Location
- Brangwyn Grove Bristol, BS7 9BY England 51°29′14″N 2°33′55″W﻿ / ﻿51.4873°N 2.5652°W

Information
- Type: Secondary Academy
- Established: 2019; 7 years ago
- Local authority: Bristol City Council
- Oversight: Diocese of Bristol
- Trust: Amplify Education
- Department for Education URN: 147072 Tables
- Ofsted: Reports
- Head of school: Eiron Bailey
- Gender: Mixed
- Age: 11 to 18
- Capacity: 1220
- Website: trinityacademybristol.org

= Trinity Academy, Bristol =

Trinity Academy is a mixed gender non-selective musical Secondary Academy, located in the Lockleaze area of Bristol, England.
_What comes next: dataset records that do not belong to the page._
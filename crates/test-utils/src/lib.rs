//! Shared helpers for bob's integration tests.

pub mod builders;
pub mod fake_executor;

use std::future::Future;
use std::sync::Once;
use std::time::Duration;

use tracing_subscriber::{fmt, EnvFilter};

static INIT: Once = Once::new();

/// Install a test-captured tracing subscriber once per test binary.
///
/// Output is only shown for failing tests (or with `-- --nocapture`).
/// Filter with `RUST_LOG`, e.g. `RUST_LOG=bob=debug cargo test`.
pub fn init_tracing() {
    INIT.call_once(|| {
        let filter =
            EnvFilter::try_from_default_env().unwrap_or_else(|_| EnvFilter::new("info"));

        fmt()
            .with_env_filter(filter)
            .with_test_writer()
            .with_target(true)
            .init();
    });
}

/// Await `f`, panicking if it takes longer than five seconds.
pub async fn with_timeout<F, T>(f: F) -> T
where
    F: Future<Output = T>,
{
    tokio::time::timeout(Duration::from_secs(5), f)
        .await
        .expect("test timed out after 5 seconds")
}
It is one of three secondary schools in the Cathedrals Schools Trust (CST) along with Bristol Cathedral Choir School and St Katherine's School. It is situated alongside Stoke Park Primary School.

==History==
In March 2018 Cathedral Schools Trust and Bristol City Council secured £25 million in funding from the Education & Skills Funding Agency, to fund the building of the new school. Trinity Academy opened to students in September 2019 using temporary buildings. It first moved into its new building in September 2021, and expects to reach its capacity of 1,220 pupils in September 2025.

In 2023, the Schools Adjudicator ruled that a change to the Trinity Academy admission criteria must be reversed, so that the allocation of places to its "inner priority area" returns to 25%, rather than an ambiguous change to "up to 25 per cent".